Task requirements:
Exactly the lines from the one containing "the relay driver" through the end of the data below are to be reproduced, and nothing besides them.

Material for the task:

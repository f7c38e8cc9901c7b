//! Error types for the rustywall library
//!
//! Rule files are validated completely before any traffic flows, so every
//! `RuleError` is fatal to relay construction. Per-PDU outcomes at runtime
//! are verdicts, not errors.

use crate::discovery::DiscoveryError;
use thiserror::Error;

/// Errors found while parsing or validating a rule file
#[derive(Error, Debug, Clone, PartialEq, Eq)]
pub enum RuleError {
    #[error("Syntax error: {0}")]
    Syntax(String),

    #[error("Unknown packet type: {0}")]
    UnknownPacketType(String),

    #[error("Unknown attribute name: {0}")]
    UnknownAttribute(String),

    #[error("Attribute \"{attribute}\" requires \"{requires}\"")]
    IncompatibleAttribute {
        attribute: &'static str,
        requires: &'static str,
    },

    #[error("Invalid verdict: {0} (expected allow or deny)")]
    InvalidVerdict(String),

    #[error("Invalid value for \"{key}\": {value}")]
    InvalidValue { key: &'static str, value: String },
}

impl RuleError {
    pub(crate) fn syntax(message: impl Into<String>) -> Self {
        RuleError::Syntax(message.into())
    }
}

/// Errors raised while bringing up the firewall engine
#[derive(Error, Debug)]
pub enum FirewallError {
    #[error("Handle translator already installed")]
    TranslatorAlreadyInstalled,

    #[error("Discovery failed: {0}")]
    Discovery(#[from] DiscoveryError),

    #[error("Invalid rule file: {0}")]
    Rules(#[from] RuleError),
}

/// Errors raised by the relay driver
#[derive(Error, Debug)]
pub enum RelayError {
    #[error("Transport error: {0}")]
    Transport(String),

    #[error(transparent)]
    Firewall(#[from] FirewallError),
}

Result of the task:
/// Errors raised by the relay driver
#[derive(Error, Debug)]
pub enum RelayError {
    #[error("Transport error: {0}")]
    Transport(String),

    #[error(transparent)]
    Firewall(#[from] FirewallError),
}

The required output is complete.